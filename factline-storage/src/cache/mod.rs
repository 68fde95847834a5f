//! Cache layer
//!
//! A namespaced, TTL-aware key/value cache with tag-based group invalidation
//! and a get-or-populate primitive, built on any [`KvBackend`].
//!
//! # Example
//!
//! ```ignore
//! let cache = CacheLayer::new(backend);
//! let key = CacheKey::new("facts", &["random", "science"])?;
//! let tag = CacheKey::tag("facts", &["category", "science"])?;
//!
//! cache.set_with_tags(&key, &fact, &[tag.clone()], Duration::from_secs(300)).await;
//! let hit: Option<Fact> = cache.get(&key).await;
//!
//! // Moderation removed a fact: drop everything cached for the category.
//! cache.invalidate_by_tag(&tag).await;
//! ```
//!
//! [`KvBackend`]: crate::KvBackend

mod key;
mod layer;
mod stats;

pub use key::{CacheKey, CacheKeyBuilder};
pub use layer::CacheLayer;
pub use stats::CacheStats;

▬▬▬▬▬▬

- [Exercise] Restate the full data above, keeping each word intact.

- [Exercise result]
filename factline-storage/src/cache/mod.rs
repository 68fde95847834a5f
//! Cache layer
//!
//! A namespaced, TTL-aware key/value cache with tag-based group invalidation
//! and a get-or-populate primitive, built on any [`KvBackend`].
//!
//! # Example
//!
//! ```ignore
//! let cache = CacheLayer::new(backend);
//! let key = CacheKey::new("facts", &["random", "science"])?;
//! let tag = CacheKey::tag("facts", &["category", "science"])?;
//!
//! cache.set_with_tags(&key, &fact, &[tag.clone()], Duration::from_secs(300)).await;
//! let hit: Option<Fact> = cache.get(&key).await;
//!
//! // Moderation removed a fact: drop everything cached for the category.
//! cache.invalidate_by_tag(&tag).await;
//! ```
//!
//! [`KvBackend`]: crate::KvBackend

mod key;
mod layer;
mod stats;

pub use key::{CacheKey, CacheKeyBuilder};
pub use layer::CacheLayer;
pub use stats::CacheStats;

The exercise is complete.